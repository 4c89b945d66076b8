//! Playground configuration, passed in from JS as a plain object

use crate::data::DEFAULT_TABLE_NAME;
use crate::messages::Locale;
use serde::{Deserialize, Serialize};
use tsify::Tsify;

/// Top-level configuration
#[derive(Tsify, Serialize, Deserialize, Clone, Debug, PartialEq)]
#[tsify(into_wasm_abi, from_wasm_abi)]
pub struct PlaygroundConfig {
    /// How loaded CSV files are named inside the engine
    #[serde(default)]
    pub table_naming: TableNaming,
    /// Delay before success statuses hide themselves
    #[serde(default = "default_status_hide_delay_ms")]
    pub status_hide_delay_ms: u32,
    /// LIMIT used in the query prefilled after a load
    #[serde(default = "default_prefill_limit")]
    pub prefill_limit: u32,
    /// Status message language
    #[serde(default)]
    pub locale: Locale,
    /// DuckDB-WASM bundles (browser only)
    #[serde(default, skip_serializing_if = "Option::is_none")]
    pub bundles: Option<BundleSet>,
}

fn default_status_hide_delay_ms() -> u32 {
    2000
}
fn default_prefill_limit() -> u32 {
    10
}

impl Default for PlaygroundConfig {
    fn default() -> Self {
        Self {
            table_naming: TableNaming::default(),
            status_hide_delay_ms: 2000,
            prefill_limit: 10,
            locale: Locale::default(),
            bundles: None,
        }
    }
}

/// Table naming strategy for loaded files
#[derive(Tsify, Serialize, Deserialize, Clone, Debug, PartialEq)]
#[tsify(into_wasm_abi, from_wasm_abi)]
#[serde(tag = "type")]
pub enum TableNaming {
    /// Every file replaces one fixed table
    #[serde(rename = "fixed")]
    Fixed {
        #[serde(default = "default_table_name")]
        name: String,
    },
    /// Table named after the file stem
    #[serde(rename = "file_name")]
    FromFileName,
}

fn default_table_name() -> String {
    DEFAULT_TABLE_NAME.to_string()
}

impl Default for TableNaming {
    fn default() -> Self {
        Self::FromFileName
    }
}

/// One compiled variant of the engine
#[derive(Tsify, Serialize, Deserialize, Clone, Debug, PartialEq)]
#[tsify(into_wasm_abi, from_wasm_abi)]
pub struct Bundle {
    /// URL of the `.wasm` module
    pub main_module: String,
    /// URL of the worker script
    pub main_worker: String,
}

/// Bundle variants the browser picks from
#[derive(Tsify, Serialize, Deserialize, Clone, Debug, PartialEq)]
#[tsify(into_wasm_abi, from_wasm_abi)]
pub struct BundleSet {
    /// Baseline build
    pub mvp: Bundle,
    /// Build using wasm exception handling
    #[serde(skip_serializing_if = "Option::is_none")]
    pub eh: Option<Bundle>,
}
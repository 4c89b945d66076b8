//! Embedded engine client API
//!
//! The adapter talks to DuckDB only through these traits. In the browser
//! they are implemented over `@duckdb/duckdb-wasm`; elsewhere over the
//! native `duckdb` crate.

use crate::error::Result;
use ahiru_types::Row;
use async_trait::async_trait;
use serde_json::Value;

#[cfg(not(target_arch = "wasm32"))]
pub mod native;
#[cfg(target_arch = "wasm32")]
pub mod wasm;

/// A database handle: instantiated once, owns the virtual filesystem.
#[async_trait(?Send)]
pub trait EngineBackend: Sized {
    type Config: Clone;
    type Connection: EngineConnection;

    /// Pick a build, start it and wait until the module is loaded.
    async fn instantiate(config: &Self::Config) -> Result<Self>;

    async fn connect(&self) -> Result<Self::Connection>;

    /// Make `bytes` readable by SQL under `name`.
    async fn register_file_buffer(&self, name: &str, bytes: Vec<u8>) -> Result<()>;

    async fn terminate(self) -> Result<()>;
}

#[async_trait(?Send)]
pub trait EngineConnection: Sized {
    async fn query(&self, sql: &str) -> Result<ColumnarResult>;

    async fn close(self) -> Result<()>;
}

/// One named result column
#[derive(Clone, Debug, PartialEq)]
pub struct Column {
    pub name: String,
    pub values: Vec<Value>,
}

/// Result set as returned by the engine, column by column
#[derive(Clone, Debug, Default, PartialEq)]
pub struct ColumnarResult {
    pub columns: Vec<Column>,
}

impl ColumnarResult {
    pub fn new(columns: Vec<Column>) -> Self {
        Self { columns }
    }

    pub fn num_rows(&self) -> usize {
        self.columns
            .iter()
            .map(|c| c.values.len())
            .max()
            .unwrap_or(0)
    }

    /// Transpose into rows. Short columns are padded with nulls.
    pub fn into_rows(self) -> Vec<Row> {
        let num_rows = self.num_rows();
        let mut rows = vec![Row::new(); num_rows];
        for column in self.columns {
            let mut values = column.values.into_iter();
            for row in rows.iter_mut() {
                row.insert(column.name.clone(), values.next().unwrap_or(Value::Null));
            }
        }
        rows
    }
}

/// Largest integer a JS number holds exactly (2^53).
const MAX_SAFE_INTEGER: f64 = 9_007_199_254_740_992.0;

/// JSON for a floating point cell. Whole numbers become integers so they
/// render as `36`, not `36.0`. NaN and infinities have no JSON form.
pub fn number_value(n: f64) -> Value {
    if n.fract() == 0.0 && n.abs() <= MAX_SAFE_INTEGER {
        return Value::Number((n as i64).into());
    }
    serde_json::Number::from_f64(n)
        .map(Value::Number)
        .unwrap_or(Value::Null)
}

/// JSON for a DECIMAL or HUGEINT cell given as little-endian two's
/// complement 32-bit words (Arrow's decimal layout) and its scale.
///
/// Integers that fit in `i64` stay numbers; everything else becomes the
/// exact decimal text, e.g. `1.50`. `None` when the value is wider than
/// 128 bits.
pub fn decimal_value(words: &[u32], scale: u32) -> Option<Value> {
    let negative = words.last().is_some_and(|w| w & 0x8000_0000 != 0);
    let fill = if negative { u32::MAX } else { 0 };
    if words.iter().skip(4).any(|&w| w != fill) {
        return None;
    }
    let mut raw = [fill; 4];
    for (slot, &word) in raw.iter_mut().zip(words) {
        *slot = word;
    }
    let unscaled = raw
        .iter()
        .rev()
        .fold(0u128, |acc, &w| (acc << 32) | w as u128) as i128;

    if scale == 0 {
        return Some(match i64::try_from(unscaled) {
            Ok(n) => Value::Number(n.into()),
            Err(_) => Value::String(unscaled.to_string()),
        });
    }
    let digits = format!("{:0>width$}", unscaled.unsigned_abs(), width = scale as usize + 1);
    let (int_part, frac_part) = digits.split_at(digits.len() - scale as usize);
    let sign = if unscaled < 0 { "-" } else { "" };
    Some(Value::String(format!("{sign}{int_part}.{frac_part}")))
}

#[cfg(test)]
mod tests {
    use super::*;
    use crate::render::cell_text;
    use serde_json::json;

    #[test]
    fn whole_numbers_render_without_fraction() {
        assert_eq!(number_value(36.0), json!(36));
        assert_eq!(cell_text(Some(&number_value(36.0))), "36");
        assert_eq!(cell_text(Some(&number_value(-0.0))), "0");
        assert_eq!(cell_text(Some(&number_value(1_704_067_200_000.0))), "1704067200000");
    }

    #[test]
    fn fractions_and_huge_values_stay_floats() {
        assert_eq!(cell_text(Some(&number_value(2.5))), "2.5");
        assert_eq!(number_value(1e300), json!(1e300));
        assert_eq!(number_value(f64::NAN), Value::Null);
        assert_eq!(number_value(f64::INFINITY), Value::Null);
    }

    #[test]
    fn decimal_words_format_with_scale() {
        assert_eq!(decimal_value(&[24, 0, 0, 0], 0), Some(json!(24)));
        assert_eq!(decimal_value(&[150, 0, 0, 0], 2), Some(json!("1.50")));
        assert_eq!(decimal_value(&[5, 0, 0, 0], 3), Some(json!("0.005")));
        assert_eq!(decimal_value(&[u32::MAX; 4], 0), Some(json!(-1)));
        // -150 at scale 2
        assert_eq!(
            decimal_value(&[!149, u32::MAX, u32::MAX, u32::MAX], 2),
            Some(json!("-1.50"))
        );
    }

    #[test]
    fn hugeint_beyond_i64_is_text() {
        let max = [u32::MAX, u32::MAX, u32::MAX, 0x7FFF_FFFF];
        assert_eq!(
            decimal_value(&max, 0),
            Some(json!("170141183460469231731687303715884105727"))
        );
        assert_eq!(decimal_value(&[1, 0], 0), Some(json!(1)));
        assert_eq!(decimal_value(&[0, 0, 0, 0, 1, 0, 0, 0], 0), None);
    }

    #[test]
    fn transposes_columns_into_rows() {
        let result = ColumnarResult::new(vec![
            Column {
                name: "a".into(),
                values: vec![json!(1), json!(2)],
            },
            Column {
                name: "b".into(),
                values: vec![Value::Null, json!("x")],
            },
        ]);
        let rows = result.into_rows();
        assert_eq!(rows.len(), 2);
        assert_eq!(rows[0].columns().collect::<Vec<_>>(), vec!["a", "b"]);
        assert_eq!(rows[0].get("b"), Some(&Value::Null));
        assert_eq!(rows[1].get("b"), Some(&json!("x")));
    }

    #[test]
    fn columns_without_values_mean_no_rows() {
        let result = ColumnarResult::new(vec![Column {
            name: "1".into(),
            values: vec![],
        }]);
        assert!(result.into_rows().is_empty());
    }
}
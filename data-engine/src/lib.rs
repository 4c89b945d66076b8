//! Ahiru engine - DuckDB-backed CSV playground
//!
//! Loads a CSV file into an embedded DuckDB and runs ad-hoc SQL against it.
//! In the browser the engine is DuckDB-WASM; elsewhere the native `duckdb`
//! crate stands in, which is what the test suite drives.

pub mod adapter;
pub mod backend;
pub mod binding;
pub mod error;
pub mod naming;
pub mod playground;
pub mod render;
pub mod view;

#[cfg(target_arch = "wasm32")]
pub mod dom;

// Re-export types
pub use ahiru_types::*;

pub use adapter::{EngineAdapter, FileSource};
pub use backend::{Column, ColumnarResult, EngineBackend, EngineConnection};
pub use binding::Binding;
pub use error::{EngineError, Result};
pub use playground::{HideRequest, Playground};
pub use view::ViewState;

#[cfg(not(target_arch = "wasm32"))]
pub use backend::native::{NativeConfig, NativeDuckDb};
#[cfg(target_arch = "wasm32")]
pub use backend::wasm::WasmDuckDb;

#[cfg(target_arch = "wasm32")]
use wasm_bindgen::prelude::*;

/// Initialize the engine module
#[cfg(target_arch = "wasm32")]
#[wasm_bindgen(start)]
pub fn init() {
    // Set up panic hook for better error messages
    console_error_panic_hook::set_once();

    // Initialize logging
    console_log::init_with_level(log::Level::Debug).ok();

    log::info!("Ahiru engine loaded");
}
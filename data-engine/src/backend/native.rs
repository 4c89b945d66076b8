//! DuckDB through the native `duckdb` crate
//!
//! Used off the browser (tests, native hosts). Registered file buffers are
//! written to a private temporary directory that every connection searches
//! for relative file names, standing in for DuckDB-WASM's virtual filesystem.

use super::{number_value, Column, ColumnarResult, EngineBackend, EngineConnection};
use crate::error::{EngineError, Result};
use async_trait::async_trait;
use chrono::{DateTime, NaiveDate, NaiveTime};
use duckdb::types::{TimeUnit, Value as DuckValue, ValueRef};
use duckdb::Connection;
use log::debug;
use serde_json::Value;
use std::path::Path;
use tempfile::TempDir;

#[derive(Clone, Debug, Default)]
pub struct NativeConfig;

pub struct NativeDuckDb {
    db: Connection,
    files: TempDir,
}

pub struct NativeConnection {
    conn: Connection,
}

#[async_trait(?Send)]
impl EngineBackend for NativeDuckDb {
    type Config = NativeConfig;
    type Connection = NativeConnection;

    async fn instantiate(_config: &NativeConfig) -> Result<Self> {
        let files = tempfile::tempdir().map_err(|e| EngineError::Initialization(e.to_string()))?;
        let db = Connection::open_in_memory()
            .map_err(|e| EngineError::Initialization(e.to_string()))?;
        debug!("native DuckDB instantiated, files in {}", files.path().display());
        Ok(Self { db, files })
    }

    async fn connect(&self) -> Result<NativeConnection> {
        let conn = self.db.try_clone()?;
        let dir = self.files.path().to_string_lossy();
        conn.execute_batch(&format!(
            "SET file_search_path = '{}'",
            dir.replace('\'', "''")
        ))?;
        Ok(NativeConnection { conn })
    }

    async fn register_file_buffer(&self, name: &str, bytes: Vec<u8>) -> Result<()> {
        let file_name = Path::new(name)
            .file_name()
            .filter(|n| n.len() == name.len())
            .ok_or_else(|| EngineError::Engine(format!("invalid file name: {name}")))?;
        let path = self.files.path().join(file_name);
        std::fs::write(&path, &bytes).map_err(|e| EngineError::Engine(e.to_string()))?;
        debug!("registered {} ({} bytes)", name, bytes.len());
        Ok(())
    }

    async fn terminate(self) -> Result<()> {
        self.db.close().map_err(|(_, e)| EngineError::from(e))?;
        self.files
            .close()
            .map_err(|e| EngineError::Engine(e.to_string()))
    }
}

#[async_trait(?Send)]
impl EngineConnection for NativeConnection {
    async fn query(&self, sql: &str) -> Result<ColumnarResult> {
        let mut stmt = self.conn.prepare(sql)?;
        let mut rows = stmt.query([])?;

        // Column names are only readable once `rows` releases the statement.
        let mut columns: Vec<Vec<Value>> = Vec::new();
        while let Some(row) = rows.next()? {
            for i in 0.. {
                match row.get_ref(i) {
                    Ok(value) => {
                        if columns.len() <= i {
                            columns.push(Vec::new());
                        }
                        columns[i].push(value_to_json(value));
                    }
                    Err(_) => break,
                }
            }
        }
        drop(rows);

        let names = stmt.column_names();
        let columns = names
            .into_iter()
            .enumerate()
            .map(|(i, name)| Column {
                name,
                values: columns.get_mut(i).map(std::mem::take).unwrap_or_default(),
            })
            .collect();
        Ok(ColumnarResult::new(columns))
    }

    async fn close(self) -> Result<()> {
        self.conn.close().map_err(|(_, e)| EngineError::from(e))
    }
}

/// Whole seconds and the nanosecond remainder, keeping full precision.
fn split_seconds(unit: TimeUnit, value: i64) -> (i64, u32) {
    let per_second = match unit {
        TimeUnit::Second => return (value, 0),
        TimeUnit::Millisecond => 1_000,
        TimeUnit::Microsecond => 1_000_000,
        TimeUnit::Nanosecond => 1_000_000_000,
    };
    let nanos_per_tick = 1_000_000_000 / per_second;
    (
        value.div_euclid(per_second),
        (value.rem_euclid(per_second) * nanos_per_tick) as u32,
    )
}

fn plural(n: i64, unit: &str) -> String {
    if n == 1 || n == -1 {
        format!("{n} {unit}")
    } else {
        format!("{n} {unit}s")
    }
}

/// Interval text as DuckDB prints it: `1 year 2 months 3 days 01:00:00`.
fn interval_text(months: i32, days: i32, nanos: i64) -> String {
    let mut parts = Vec::new();
    let (years, months) = (months / 12, months % 12);
    if years != 0 {
        parts.push(plural(years as i64, "year"));
    }
    if months != 0 {
        parts.push(plural(months as i64, "month"));
    }
    if days != 0 {
        parts.push(plural(days as i64, "day"));
    }
    if nanos != 0 || parts.is_empty() {
        let micros = nanos / 1_000;
        let sign = if micros < 0 { "-" } else { "" };
        let micros = micros.unsigned_abs();
        let secs = micros / 1_000_000;
        let mut time = format!(
            "{sign}{:02}:{:02}:{:02}",
            secs / 3600,
            secs / 60 % 60,
            secs % 60
        );
        if micros % 1_000_000 != 0 {
            time.push_str(&format!(".{:06}", micros % 1_000_000));
        }
        parts.push(time);
    }
    parts.join(" ")
}

/// Map keys become object keys; non-text keys use their rendered text.
fn key_text(key: &DuckValue) -> String {
    match owned_to_json(key) {
        Value::String(s) => s,
        other => other.to_string(),
    }
}

/// Convert a DuckDB cell to the JSON value the UI renders.
fn value_to_json(value: ValueRef<'_>) -> Value {
    owned_to_json(&DuckValue::from(value))
}

fn owned_to_json(value: &DuckValue) -> Value {
    match value {
        DuckValue::Null => Value::Null,
        DuckValue::Boolean(b) => Value::Bool(*b),
        DuckValue::TinyInt(i) => Value::Number((*i).into()),
        DuckValue::SmallInt(i) => Value::Number((*i).into()),
        DuckValue::Int(i) => Value::Number((*i).into()),
        DuckValue::BigInt(i) => Value::Number((*i).into()),
        DuckValue::HugeInt(i) => match i64::try_from(*i) {
            Ok(n) => Value::Number(n.into()),
            Err(_) => Value::String(i.to_string()),
        },
        DuckValue::UTinyInt(i) => Value::Number((*i).into()),
        DuckValue::USmallInt(i) => Value::Number((*i).into()),
        DuckValue::UInt(i) => Value::Number((*i).into()),
        DuckValue::UBigInt(i) => Value::Number((*i).into()),
        DuckValue::Float(f) => number_value(*f as f64),
        DuckValue::Double(f) => number_value(*f),
        DuckValue::Decimal(d) => Value::String(d.to_string()),
        DuckValue::Text(s) => Value::String(s.clone()),
        DuckValue::Enum(s) => Value::String(s.clone()),
        DuckValue::Blob(b) => Value::Array(b.iter().map(|&x| Value::Number(x.into())).collect()),
        DuckValue::Date32(days) => NaiveDate::from_num_days_from_ce_opt(days + 719_163)
            .map(|d| Value::String(d.to_string()))
            .unwrap_or(Value::Null),
        DuckValue::Timestamp(unit, v) => {
            let (secs, nanos) = split_seconds(*unit, *v);
            DateTime::from_timestamp(secs, nanos)
                .map(|dt| Value::String(dt.naive_utc().to_string()))
                .unwrap_or(Value::Null)
        }
        DuckValue::Time64(unit, v) => {
            let (secs, nanos) = split_seconds(*unit, *v);
            u32::try_from(secs)
                .ok()
                .and_then(|secs| NaiveTime::from_num_seconds_from_midnight_opt(secs, nanos))
                .map(|t| Value::String(t.to_string()))
                .unwrap_or(Value::Null)
        }
        DuckValue::Interval {
            months,
            days,
            nanos,
        } => Value::String(interval_text(*months, *days, *nanos)),
        DuckValue::List(items) | DuckValue::Array(items) => {
            Value::Array(items.iter().map(owned_to_json).collect())
        }
        DuckValue::Struct(fields) => Value::Object(
            fields
                .iter()
                .map(|(name, v)| (name.clone(), owned_to_json(v)))
                .collect(),
        ),
        DuckValue::Map(entries) => Value::Object(
            entries
                .iter()
                .map(|(k, v)| (key_text(k), owned_to_json(v)))
                .collect(),
        ),
        DuckValue::Union(inner) => owned_to_json(inner),
        #[allow(unreachable_patterns)]
        other => Value::String(format!("{:?}", other)),
    }
}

_ _ _ _

• _PROBLEM DETAILS_
Retype, exactly and in full, the lines above from the one containing "pub fn num_rows(&self)" through the one containing "return Some(match i64::try_from(unscaled)".

• _YOUR RESPONSE_
    pub fn num_rows(&self) -> usize {
        self.columns
            .iter()
            .map(|c| c.values.len())
            .max()
            .unwrap_or(0)
    }

    /// Transpose into rows. Short columns are padded with nulls.
    pub fn into_rows(self) -> Vec<Row> {
        let num_rows = self.num_rows();
        let mut rows = vec![Row::new(); num_rows];
        for column in self.columns {
            let mut values = column.values.into_iter();
            for row in rows.iter_mut() {
                row.insert(column.name.clone(), values.next().unwrap_or(Value::Null));
            }
        }
        rows
    }
}

/// Largest integer a JS number holds exactly (2^53).
const MAX_SAFE_INTEGER: f64 = 9_007_199_254_740_992.0;

/// JSON for a floating point cell. Whole numbers become integers so they
/// render as `36`, not `36.0`. NaN and infinities have no JSON form.
pub fn number_value(n: f64) -> Value {
    if n.fract() == 0.0 && n.abs() <= MAX_SAFE_INTEGER {
        return Value::Number((n as i64).into());
    }
    serde_json::Number::from_f64(n)
        .map(Value::Number)
        .unwrap_or(Value::Null)
}

/// JSON for a DECIMAL or HUGEINT cell given as little-endian two's
/// complement 32-bit words (Arrow's decimal layout) and its scale.
///
/// Integers that fit in `i64` stay numbers; everything else becomes the
/// exact decimal text, e.g. `1.50`. `None` when the value is wider than
/// 128 bits.
pub fn decimal_value(words: &[u32], scale: u32) -> Option<Value> {
    let negative = words.last().is_some_and(|w| w & 0x8000_0000 != 0);
    let fill = if negative { u32::MAX } else { 0 };
    if words.iter().skip(4).any(|&w| w != fill) {
        return None;
    }
    let mut raw = [fill; 4];
    for (slot, &word) in raw.iter_mut().zip(words) {
        *slot = word;
    }
    let unscaled = raw
        .iter()
        .rev()
        .fold(0u128, |acc, &w| (acc << 32) | w as u128) as i128;

    if scale == 0 {
        return Some(match i64::try_from(unscaled) {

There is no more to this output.